Jetson nano image release 4.3
Nvidia driver version: Preinstalled driver
Tegra release: REVISION: 3.1, GCID: 18186506, BOARD: t210ref, EABI: aarch64, DATE: Tue Dec 10 06:58:34 UTC 2019
CUDA version: 10.0
CUDNN version: 7.6.3
Python version 3.6.9
Tensorflow version: 1.14
TensorRT version: 6.0.1
I have solved the “problem” that I had by changing the output of the cut model to the layer added on the uff-tensorRT parsing process. In short, the output of the original model at layer 20 is not the same as the output given by a model which only includes those 20 first layers as the UffParser is adding a new layer. Seems that in the sample case I provide the output operation is being performed twice, thus changing the weights of the pre-trained network.
After some tests I realized that the added layer was actually providing the original output of the layer. I provide you two .pb models with its text description and also the corresponding .uff model for each.

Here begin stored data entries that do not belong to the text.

//! Optional `tracing` subscriber for hosts that don't install their own.

use tracing_subscriber::fmt::format::FmtSpan;
use tracing_subscriber::layer::SubscriberExt;
use tracing_subscriber::util::SubscriberInitExt;
use tracing_subscriber::EnvFilter;

/// Filter used when `RUST_LOG` is unset.
pub fn default_directives(debug: bool) -> &'static str {
    if debug {
        "frame_proxy=debug,gpu_interop=debug"
    } else {
        "frame_proxy=info,gpu_interop=info"
    }
}

/// Install a fmt subscriber filtered by `RUST_LOG`, or by
/// [`default_directives`] when it is unset or invalid.
///
/// Returns false if a global subscriber was already installed, in which case
/// nothing changes.
pub fn init(debug: bool) -> bool {
    let filter = EnvFilter::try_from_default_env()
        .unwrap_or_else(|_| EnvFilter::new(default_directives(debug)));

    let fmt_layer = tracing_subscriber::fmt::layer()
        .with_span_events(FmtSpan::CLOSE)
        .with_target(true)
        .with_thread_names(true);

    tracing_subscriber::registry()
        .with(filter)
        .with(fmt_layer)
        .try_init()
        .is_ok()
}
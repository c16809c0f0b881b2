//! Common interface for cross-device texture bridging.

use anyhow::Result;

use crate::format::{ColorSpace, PixelFormat};

/// Size and format of a 2D texture or swapchain buffer.
#[derive(Debug, Clone, Copy, PartialEq, Eq)]
pub struct TextureDesc {
    pub width: u32,
    pub height: u32,
    pub format: PixelFormat,
}

impl TextureDesc {
    pub fn new(width: u32, height: u32, format: PixelFormat) -> Self {
        Self {
            width,
            height,
            format,
        }
    }

    pub fn dimensions(&self) -> (u32, u32) {
        (self.width, self.height)
    }
}

/// Parameters for a proxy presentation swapchain.
///
/// Swapchains are always flip-model; `allow_tearing` must only be set when the
/// factory reported tearing support.
#[derive(Debug, Clone, Copy, PartialEq, Eq)]
pub struct SwapChainDesc {
    pub width: u32,
    pub height: u32,
    pub format: PixelFormat,
    pub buffer_count: u32,
    pub allow_tearing: bool,
}

/// Process-wide handle of an exported shareable texture.
///
/// The value is owned by the driver. Nothing in this crate closes it.
#[derive(Debug, Clone, Copy, PartialEq, Eq, Hash)]
pub struct SharedHandle(pub usize);

/// Raw native window handle (an `HWND` on Windows).
#[derive(Debug, Clone, Copy, PartialEq, Eq, Hash)]
pub struct WindowHandle(pub isize);

/// How a frame should be presented.
#[derive(Debug, Clone, Copy, PartialEq, Eq)]
pub struct PresentParams {
    pub sync_interval: u32,
    pub allow_tearing: bool,
}

impl PresentParams {
    /// Immediate present with tearing when the swapchain allows it,
    /// vsync otherwise.
    pub fn for_tearing(tearing_enabled: bool) -> Self {
        if tearing_enabled {
            Self {
                sync_interval: 0,
                allow_tearing: true,
            }
        } else {
            Self {
                sync_interval: 1,
                allow_tearing: false,
            }
        }
    }
}

/// Common interface over a graphics API used by the frame bridge.
///
/// The associated types are reference-counted handles: cloning one is a cheap
/// reference bump and dropping the last clone releases the underlying object.
/// Implementations exist for Direct3D 11 on Windows ([`crate::dx11`]) and for
/// an instrumented in-memory fake used by tests (`fake` feature).
///
/// The source and proxy sides of the bridge use the same backend: the source
/// swapchain is whatever the host's interception layer hands us, and its
/// device is discovered through [`GpuBackend::texture_device`]. The source's
/// immediate context also belongs to the host's render thread, so work issued
/// on it from elsewhere goes through [`GpuBackend::lock_context`].
pub trait GpuBackend: Send + Sync + 'static {
    type Device: Clone + Send + Sync;
    type Context: Clone + Send + Sync;
    type Factory: Clone + Send + Sync;
    type SwapChain: Clone + Send + Sync;
    type Texture: Clone + Send + Sync;
    /// GPU event query used as a completion fence.
    type Query: Send + Sync;

    // -- Device lifecycle -----------------------------------------------------

    /// Create a device and its immediate context.
    fn create_device(&self, debug: bool) -> Result<(Self::Device, Self::Context)>;

    /// Create the factory used for swapchain creation.
    fn create_factory(&self) -> Result<Self::Factory>;

    /// Whether presenting with tearing (variable refresh) is supported.
    fn supports_tearing(&self, factory: &Self::Factory) -> bool;

    /// Create a flip-model swapchain for `window`.
    fn create_swap_chain(
        &self,
        factory: &Self::Factory,
        device: &Self::Device,
        window: WindowHandle,
        desc: &SwapChainDesc,
    ) -> Result<Self::SwapChain>;

    /// Recreate all swapchain buffers with `desc`'s size and format.
    fn resize_swap_chain(&self, swap_chain: &Self::SwapChain, desc: &TextureDesc) -> Result<()>;

    /// Whether two device handles refer to the same device object.
    fn same_device(&self, a: &Self::Device, b: &Self::Device) -> bool;

    /// Immediate context of `device`.
    fn immediate_context(&self, device: &Self::Device) -> Result<Self::Context>;

    /// Turn on the API's own locking for `context`, which a thread we don't
    /// control also records commands on.
    fn protect_context(&self, context: &Self::Context) -> Result<()>;

    /// Enter `context`'s critical section. Only meaningful after
    /// [`Self::protect_context`].
    fn lock_context(&self, context: &Self::Context);

    fn unlock_context(&self, context: &Self::Context);

    // -- Textures -------------------------------------------------------------

    /// Buffer 0 of a swapchain.
    fn back_buffer(&self, swap_chain: &Self::SwapChain) -> Result<Self::Texture>;

    fn texture_desc(&self, texture: &Self::Texture) -> TextureDesc;

    /// Device that owns `texture`.
    fn texture_device(&self, texture: &Self::Texture) -> Result<Self::Device>;

    /// Create a texture that can be exported through [`Self::shared_handle`].
    fn create_shared_texture(&self, device: &Self::Device, desc: &TextureDesc)
        -> Result<Self::Texture>;

    fn shared_handle(&self, texture: &Self::Texture) -> Result<SharedHandle>;

    /// Import a texture exported by another device.
    fn open_shared_texture(&self, device: &Self::Device, handle: SharedHandle)
        -> Result<Self::Texture>;

    // -- Commands -------------------------------------------------------------

    /// Device-local full-resource copy. Both textures must belong to the
    /// context's device and have matching size and format.
    fn copy_texture(&self, context: &Self::Context, dst: &Self::Texture, src: &Self::Texture);

    /// Submit queued commands to the GPU.
    fn flush(&self, context: &Self::Context);

    fn present(&self, swap_chain: &Self::SwapChain, params: PresentParams) -> Result<()>;

    // -- Synchronization ------------------------------------------------------

    fn create_event_query(&self, device: &Self::Device) -> Result<Self::Query>;

    /// Insert the query into the context's command stream.
    fn end_query(&self, context: &Self::Context, query: &Self::Query);

    /// Non-blocking check of a previously ended query.
    ///
    /// Returns `Ok(false)` while the GPU is still working and an error when
    /// the device was lost.
    fn query_signaled(&self, context: &Self::Context, query: &Self::Query) -> Result<bool>;

    // -- Color space ----------------------------------------------------------

    /// Whether the swapchain can present in `color_space`.
    fn supports_color_space(&self, swap_chain: &Self::SwapChain, color_space: ColorSpace) -> bool;

    fn set_color_space(&self, swap_chain: &Self::SwapChain, color_space: ColorSpace)
        -> Result<()>;
}
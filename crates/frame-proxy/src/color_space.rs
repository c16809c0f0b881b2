//! Best-effort color-space setup on a swapchain.

use tracing::{debug, warn};

use gpu_interop::format::STANDARD_COLOR_SPACE;
use gpu_interop::{ColorSpace, GpuBackend};

use crate::error::{ProxyError, ProxyResult};

/// Set `target` on `swap_chain`, falling back once to the standard color
/// space. Returns the color space actually applied.
///
/// Nothing is ever set without the swapchain first reporting support for it.
pub fn apply<B: GpuBackend>(
    backend: &B,
    swap_chain: &B::SwapChain,
    target: ColorSpace,
) -> ProxyResult<ColorSpace> {
    let first_failure = match try_set(backend, swap_chain, target) {
        Ok(()) => {
            debug!("Color space set to {target:?}");
            return Ok(target);
        }
        Err(reason) => reason,
    };

    if target == STANDARD_COLOR_SPACE {
        return Err(ProxyError::ColorSpace(first_failure));
    }

    warn!("Color space {target:?} not applied ({first_failure}), using {STANDARD_COLOR_SPACE:?}");
    match try_set(backend, swap_chain, STANDARD_COLOR_SPACE) {
        Ok(()) => Ok(STANDARD_COLOR_SPACE),
        Err(fallback_failure) => Err(ProxyError::ColorSpace(format!(
            "{target:?}: {first_failure}; {STANDARD_COLOR_SPACE:?}: {fallback_failure}"
        ))),
    }
}

fn try_set<B: GpuBackend>(
    backend: &B,
    swap_chain: &B::SwapChain,
    color_space: ColorSpace,
) -> Result<(), String> {
    if !backend.supports_color_space(swap_chain, color_space) {
        return Err("not supported".to_string());
    }
    backend
        .set_color_space(swap_chain, color_space)
        .map_err(|e| format!("{e:#}"))
}
//! Frame counters and the statistics snapshot.

use std::sync::atomic::{AtomicU64, Ordering};

use gpu_interop::PixelFormat;

/// Point-in-time view of the proxy, returned by
/// [`ProxyDeviceManager::stats`](crate::ProxyDeviceManager::stats).
#[derive(Debug, Clone, Copy, PartialEq, Eq)]
pub struct ProxyStats {
    /// Frames the host's present hook processed.
    pub frames_generated: u64,
    /// Frames copied into the proxy backbuffer.
    pub frames_copied: u64,
    /// Frames the proxy swapchain presented.
    pub frames_presented: u64,
    pub init_count: u64,
    pub shutdown_count: u64,
    pub is_initialized: bool,
    pub copy_thread_running: bool,
    pub width: u32,
    pub height: u32,
    /// Output format of the proxy, `None` before the first initialize.
    pub format: Option<PixelFormat>,
    pub has_swapchain: bool,
}

/// Monotonic counters bumped from the hot path without taking a lock.
#[derive(Debug, Default)]
pub(crate) struct Counters {
    pub frames_generated: AtomicU64,
    pub frames_copied: AtomicU64,
    pub frames_presented: AtomicU64,
    pub init_count: AtomicU64,
    pub shutdown_count: AtomicU64,
}

impl Counters {
    pub fn bump(counter: &AtomicU64) {
        counter.fetch_add(1, Ordering::Relaxed);
    }

    pub fn read(counter: &AtomicU64) -> u64 {
        counter.load(Ordering::Relaxed)
    }
}
//! Background copy loop for hosts that can't call the per-frame entry point
//! from their render thread.

use std::sync::atomic::{AtomicBool, Ordering};
use std::sync::Arc;
use std::thread::JoinHandle;
use std::time::Duration;

use tracing::{debug, error};

use gpu_interop::GpuBackend;

use crate::error::{ProxyError, ProxyResult};

/// Pause between iterations of the loop.
pub const COPY_THREAD_IDLE: Duration = Duration::from_millis(1);

pub(crate) struct CopyThread<B: GpuBackend> {
    stop_flag: Arc<AtomicBool>,
    join_handle: Option<JoinHandle<()>>,
    /// Keeps the source swapchain alive for as long as the loop may touch it.
    source: Option<B::SwapChain>,
}

impl<B: GpuBackend> CopyThread<B> {
    /// Run `frame` against `source` until stopped.
    pub fn spawn<F>(source: B::SwapChain, frame: F) -> ProxyResult<Self>
    where
        F: Fn(&B::SwapChain) + Send + 'static,
    {
        let stop_flag = Arc::new(AtomicBool::new(false));
        let stop = stop_flag.clone();
        let thread_source = source.clone();

        let join_handle = std::thread::Builder::new()
            .name("frame-proxy-copy".to_string())
            .spawn(move || {
                debug!("Copy thread started");
                while !stop.load(Ordering::Acquire) {
                    frame(&thread_source);
                    std::thread::sleep(COPY_THREAD_IDLE);
                }
                debug!("Copy thread exiting");
            })
            .map_err(|e| ProxyError::Backend(anyhow::anyhow!("failed to spawn copy thread: {e}")))?;

        Ok(Self {
            stop_flag,
            join_handle: Some(join_handle),
            source: Some(source),
        })
    }

    /// Signal the loop and wait for it to exit.
    ///
    /// Hands back the source reference so the caller decides when it is
    /// released. `None` if already stopped.
    pub fn stop(&mut self) -> Option<B::SwapChain> {
        self.stop_flag.store(true, Ordering::Release);
        if let Some(handle) = self.join_handle.take() {
            if handle.join().is_err() {
                error!("Copy thread panicked");
            }
        }
        self.source.take()
    }
}

impl<B: GpuBackend> Drop for CopyThread<B> {
    fn drop(&mut self) {
        self.stop();
    }
}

As I see it, there may be no problem as the accuracy of the inference on the complete model is only 1 or 2% bellow the original which I consider fair enough considering the performance gain.
I cannot upload the models to the post so you can find them here https://drive.switch.ch/index.php/s/3BY3X0dEF3m2JKb
As UFF-TensorRT parser I used your sample provided under /usr/src/tensorRT/samples/python/ with couple of modifications to create the functionality mentioned above changing the output of the “half” model to the tensort after the “usual” output:
with trt.Builder(logger) as builder, builder.create_network() as network, trt.UffParser() as parser:
builder.max_workspace_size = self.GiB(1)
parser.register_input("input_1", (3, 224, 224))
network.mark_output(network.get_layer(network.num_layers - 2).get_output(0))
engine = builder.build_cuda_engine(network)
inputs, outputs, bindings, stream = allocate_buffers(engine)
with engine.create_execution_context() as context:
case_num = load_normalized_test_case(pagelocked_buffer=inputs.host)
# For more information on performing inference, refer to the introductory samples.
# The common.do_inference function will return a list of outputs - we only have one in this case.
[output] = do_inference(context, bindings=bindings, inputs=inputs, outputs=outputs, stream=stream)
pred = np.argmax(output)
print("Prediction: " + str(pred))
As my problem is “solved” I send this information just in case there is some kind of bug. I understand for your answer that the creation of these layers just before the output is not something expected so I would like to understand why this happens.
If I can provide something else, do not hesitate to ask.